I approached the pool and dived in. I put my arms under his and pulled him to the surface but could not get him out of the pool alone. I shouted at his friends, who had now realised he was in trouble. They helped me get him out of the pool as I held him afloat. His two friends decided it was a good idea to punch him in the stomach to make him throw up the water he had swallowed. I climbed out of the pool, pushed them both out of the way and put the man in a   recovery position, checking his airwaves and checking that he was breathing.

After my car accident the previous year, I had a few epileptic fits and knew what to look for in others, and I knew how I felt when I had them. After getting him in the recovery position, I held his hand, spoke to him softly and told him that I would not leave him. A girl that was with him was trying to push me away from him and screaming at me when another English girl, who was on holiday at the hotel, pulled her back. She then told the girl that she was an NHS nurse in the UK, that I was doing everything that could be done for him, and that an ambulance had been called. 
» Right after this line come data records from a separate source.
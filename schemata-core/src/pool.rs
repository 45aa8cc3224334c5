// Licensed to the Apache Software Foundation (ASF) under one
// or more contributor license agreements.  See the NOTICE file
// distributed with this work for additional information
// regarding copyright ownership.  The ASF licenses this file
// to you under the Apache License, Version 2.0 (the
// "License"); you may not use this file except in compliance
// with the License.  You may obtain a copy of the License at
//
//   http://www.apache.org/licenses/LICENSE-2.0
//
// Unless required by applicable law or agreed to in writing,
// software distributed under the License is distributed on an
// "AS IS" BASIS, WITHOUT WARRANTIES OR CONDITIONS OF ANY
// KIND, either express or implied.  See the License for the
// specific language governing permissions and limitations
// under the License.


use std::cell::Cell;
use std::fmt;
use std::mem::ManuallyDrop;
use std::ops::{Deref, DerefMut};
use std::sync::atomic::{AtomicU64, AtomicUsize, Ordering};

use tracing::trace;

use crate::util::Spinlock;

/// Number of segments in the pool. Using 16 segments to reduce contention.
const NUM_SEGMENTS: usize = 16;

/// Global counter to assign unique IDs to threads for segment selection.
static THREAD_ID_COUNTER: AtomicU64 = AtomicU64::new(0);

thread_local! {
    /// Cached segment index for the current thread.
    static SEGMENT_INDEX: Cell<usize> = Cell::new(
        (THREAD_ID_COUNTER.fetch_add(1, Ordering::Relaxed) as usize) % NUM_SEGMENTS
    );
}

/// A segment containing a spinlock-protected vector of pooled items.
struct Segment<T> {
    items: Spinlock<Vec<T>>,
}

impl<T> Segment<T> {
    fn new() -> Self {
        Segment {
            items: Spinlock::new(Vec::new()),
        }
    }

    #[inline(always)]
    fn take(&self) -> Option<T> {
        self.items.lock().pop()
    }

    #[inline(always)]
    fn put(&self, item: T) {
        self.items.lock().push(item);
    }
}

/// Counters describing how a pool has been used.
#[derive(Clone, Copy, Debug, Default, PartialEq, Eq)]
pub struct PoolStats {
    /// Instances built by the factory.
    pub created: usize,
    /// Requests served from an idle instance.
    pub reused: usize,
    /// Instances currently parked in the pool.
    pub idle: usize,
}

/// A segmented object pool that reduces lock contention by distributing
/// access across multiple segments based on thread ID.
///
/// The pool is unbounded and never shrinks. An item returned by one thread
/// may be handed out to any other thread.
pub struct Pool<T> {
    segments: [Segment<T>; NUM_SEGMENTS],
    factory: Box<dyn Fn() -> T + Send + Sync>,
    created: AtomicUsize,
    reused: AtomicUsize,
}

impl<T> Pool<T> {
    pub fn new<F>(factory: F) -> Self
    where
        F: Fn() -> T + Send + Sync + 'static,
    {
        Pool {
            segments: std::array::from_fn(|_| Segment::new()),
            factory: Box::new(factory),
            created: AtomicUsize::new(0),
            reused: AtomicUsize::new(0),
        }
    }

    #[inline(always)]
    fn segment(&self) -> &Segment<T> {
        let segment_idx = SEGMENT_INDEX.with(|idx| idx.get());
        &self.segments[segment_idx]
    }

    /// Takes an idle item, or builds a new one when the current segment is empty.
    pub fn get(&self) -> T {
        match self.segment().take() {
            Some(item) => {
                self.reused.fetch_add(1, Ordering::Relaxed);
                item
            }
            None => {
                let created = self.created.fetch_add(1, Ordering::Relaxed) + 1;
                trace!(created, "pool miss, building a new instance");
                (self.factory)()
            }
        }
    }

    /// Parks an item for later reuse. Callers are expected to reset it first.
    #[inline(always)]
    pub fn put(&self, item: T) {
        self.segment().put(item);
    }

    /// Borrows an item from the pool, executes the handler, and returns the item to the pool.
    #[inline(always)]
    pub fn borrow_mut<Result>(&self, handler: impl FnOnce(&mut T) -> Result) -> Result {
        let mut obj = self.get();
        let result = handler(&mut obj);
        self.put(obj);
        result
    }

    pub fn stats(&self) -> PoolStats {
        PoolStats {
            created: self.created.load(Ordering::Relaxed),
            reused: self.reused.load(Ordering::Relaxed),
            idle: self.segments.iter().map(|s| s.items.lock().len()).sum(),
        }
    }
}

/// A type whose instances are recycled through a process-wide pool.
///
/// `reset` must leave the value equal to `Self::default()`, releasing any
/// pooled children it owns. Implementations usually come from
/// `impl_poolable!`, which declares the static pool.
pub trait Poolable: Default + Send + Sized + 'static {
    fn pool() -> &'static Pool<Box<Self>>;

    fn reset(&mut self);
}

/// Unique owner of a pooled instance.
///
/// Dropping the handle resets the instance and returns it to its pool, so
/// an instance can be released only once and cannot be reached afterwards.
pub struct Pooled<T: Poolable> {
    inner: ManuallyDrop<Box<T>>,
}

impl<T: Poolable> Pooled<T> {
    /// Takes an instance from `T`'s pool. It is always in its default state.
    pub fn acquire() -> Self {
        Pooled {
            inner: ManuallyDrop::new(T::pool().get()),
        }
    }

    /// Takes an instance from the pool and moves `value` into it.
    pub fn new(value: T) -> Self {
        let mut pooled = Self::acquire();
        *pooled.inner.as_mut() = value;
        pooled
    }
}

impl<T: Poolable> Default for Pooled<T> {
    fn default() -> Self {
        Self::acquire()
    }
}

impl<T: Poolable> Deref for Pooled<T> {
    type Target = T;

    #[inline(always)]
    fn deref(&self) -> &T {
        &self.inner
    }
}

impl<T: Poolable> DerefMut for Pooled<T> {
    #[inline(always)]
    fn deref_mut(&mut self) -> &mut T {
        &mut self.inner
    }
}

impl<T: Poolable> Drop for Pooled<T> {
    fn drop(&mut self) {
        // SAFETY: `inner` is never touched again after being taken here.
        let mut instance = unsafe { ManuallyDrop::take(&mut self.inner) };
        instance.reset();
        T::pool().put(instance);
    }
}

impl<T: Poolable + PartialEq> PartialEq for Pooled<T> {
    fn eq(&self, other: &Self) -> bool {
        **self == **other
    }
}

impl<T: Poolable + fmt::Debug> fmt::Debug for Pooled<T> {
    fn fmt(&self, f: &mut fmt::Formatter<'_>) -> fmt::Result {
        fmt::Debug::fmt(&**self, f)
    }
}

/// Returns an instance and all of its pooled children to their pools.
#[inline]
pub fn release<T: Poolable>(instance: Pooled<T>) {
    drop(instance)
}

/// Declares the static pool for a type and implements [`Poolable`] by
/// delegating `reset` to the type's inherent `clear` method.
macro_rules! impl_poolable {
    ($($ty:ident),+ $(,)?) => {
        $(
            paste::paste! {
                static [<$ty:snake:upper _POOL>]: once_cell::sync::Lazy<$crate::pool::Pool<Box<$ty>>> =
                    once_cell::sync::Lazy::new(|| $crate::pool::Pool::new(|| Box::<$ty>::default()));

                impl $crate::pool::Poolable for $ty {
                    #[inline(always)]
                    fn pool() -> &'static $crate::pool::Pool<Box<$ty>> {
                        &[<$ty:snake:upper _POOL>]
                    }

                    #[inline(always)]
                    fn reset(&mut self) {
                        self.clear();
                    }
                }
            }
        )+
    };
}

pub(crate) use impl_poolable;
After her friends pulled the girl away, the English nurse knelt next to me and asked if I needed any help. I told her that I wasn't a doctor and had no medical training and that she should take over. She asked me how I knew he was having a fit, and I told her that I suffered from them occasionally and had learnt what to do in a hospital. She told me I was doing fine and let me carry on. I kept talking to the man and continued to hold his hand and comfort him. A short time later, the small crowd surrounding us parted to let an ambulance in, and I made way for the ambulance crew to take over. As the English nurse told the ambulance crew what had happened, I watched as they put him into the back of the ambulance and took him away before I went back to my hotel room to get out of my wet clothes and dry off.

A few days later, I was returning from a day out to the Black River. I walked towards my room, and as I went past the pool bar, I saw the group of people and the man I had saved a couple of days before. I saw one of the women point towards me and as I walked past them, the man I had saved approached me. He told me that his wife had told him that I had dived into the swimming pool and saved his life and thanked me for my help. He then burst into tears, threw his arms around me, and hugged me. He eventually pulled away from me and asked if I would join him and his wife and friends at the bar. I walked towards the bar with him and was introduced to his wife and friends. His wife also hugged me and thanked me for saving his life before asking me if they could buy me a drink. The barman told them I was drinking Guinness, and they bought me a pint. I noted that they were all drinking what looked like a fruit cocktail and asked what it was. They then told me they had all stopped drinking after the incident, that it was plain orange juice and that they had all stopped smoking ganja as well.

We spoke for a while and the man I had saved told me that when it was happening, he was aware of everything but couldn't speak. This was precisely what I remembered from the fits I had. He hugged me again and started to cry again as he told me that he could hear everything but had been very frightened because he couldn't talk. He then told me that the most comforting thing was that I had held his hand, spoken to him and continued doing this until the ambulance arrived. I finished my drink and returned to my room, leaving them all at the bar.

When I went to the bar later that evening, the barman was alone and told me the people had all asked him to thank me again. They had all decided to cut their holiday short and had been waiting to see me before getting a taxi to the airport and getting early flights back to the UK. I often think of him and wonder what he is doing now and wonder if he ever smoked weed again.